Collected data

┌──

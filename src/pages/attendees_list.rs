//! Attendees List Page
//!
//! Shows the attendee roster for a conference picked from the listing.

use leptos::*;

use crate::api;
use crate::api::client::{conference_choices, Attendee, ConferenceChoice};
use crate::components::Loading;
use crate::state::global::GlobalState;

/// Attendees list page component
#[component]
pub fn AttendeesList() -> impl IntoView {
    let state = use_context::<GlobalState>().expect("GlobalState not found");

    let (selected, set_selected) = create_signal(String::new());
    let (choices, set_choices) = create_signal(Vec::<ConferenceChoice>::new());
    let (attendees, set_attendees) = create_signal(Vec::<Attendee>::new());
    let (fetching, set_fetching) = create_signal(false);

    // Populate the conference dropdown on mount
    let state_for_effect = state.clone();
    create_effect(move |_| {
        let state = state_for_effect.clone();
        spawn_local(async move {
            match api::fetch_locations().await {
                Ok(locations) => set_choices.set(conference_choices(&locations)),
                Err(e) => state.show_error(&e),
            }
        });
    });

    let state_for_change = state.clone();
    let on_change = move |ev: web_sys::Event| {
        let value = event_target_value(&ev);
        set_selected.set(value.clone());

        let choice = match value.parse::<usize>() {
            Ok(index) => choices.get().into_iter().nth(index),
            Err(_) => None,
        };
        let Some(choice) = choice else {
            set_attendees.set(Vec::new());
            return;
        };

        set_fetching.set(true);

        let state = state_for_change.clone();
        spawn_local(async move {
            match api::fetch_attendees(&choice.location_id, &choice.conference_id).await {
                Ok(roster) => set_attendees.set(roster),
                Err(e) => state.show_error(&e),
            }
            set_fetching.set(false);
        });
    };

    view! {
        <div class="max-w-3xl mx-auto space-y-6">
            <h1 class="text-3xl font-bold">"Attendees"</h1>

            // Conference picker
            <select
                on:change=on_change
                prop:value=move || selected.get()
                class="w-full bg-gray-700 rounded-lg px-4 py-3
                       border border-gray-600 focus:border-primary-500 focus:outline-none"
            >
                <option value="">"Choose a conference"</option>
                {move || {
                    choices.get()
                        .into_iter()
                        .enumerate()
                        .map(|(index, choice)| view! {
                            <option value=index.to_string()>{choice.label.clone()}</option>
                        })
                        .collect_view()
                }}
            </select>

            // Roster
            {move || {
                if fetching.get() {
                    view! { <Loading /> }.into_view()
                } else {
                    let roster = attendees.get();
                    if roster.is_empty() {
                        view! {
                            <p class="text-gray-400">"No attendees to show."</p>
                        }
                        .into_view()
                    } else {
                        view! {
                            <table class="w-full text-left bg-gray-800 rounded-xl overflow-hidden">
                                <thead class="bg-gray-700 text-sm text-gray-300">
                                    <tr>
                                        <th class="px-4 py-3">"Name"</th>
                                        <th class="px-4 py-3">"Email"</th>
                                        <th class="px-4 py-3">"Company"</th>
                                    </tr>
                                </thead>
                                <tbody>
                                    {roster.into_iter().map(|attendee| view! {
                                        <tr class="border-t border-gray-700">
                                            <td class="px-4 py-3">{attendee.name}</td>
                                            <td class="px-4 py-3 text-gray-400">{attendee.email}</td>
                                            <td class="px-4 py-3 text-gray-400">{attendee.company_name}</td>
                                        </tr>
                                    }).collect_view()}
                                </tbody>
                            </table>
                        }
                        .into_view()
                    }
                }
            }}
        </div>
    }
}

└──

■ Your assignment ■
Please count the lines above that hold the string "move" and reply with the number alone.

■ Answer to this exercise ■
7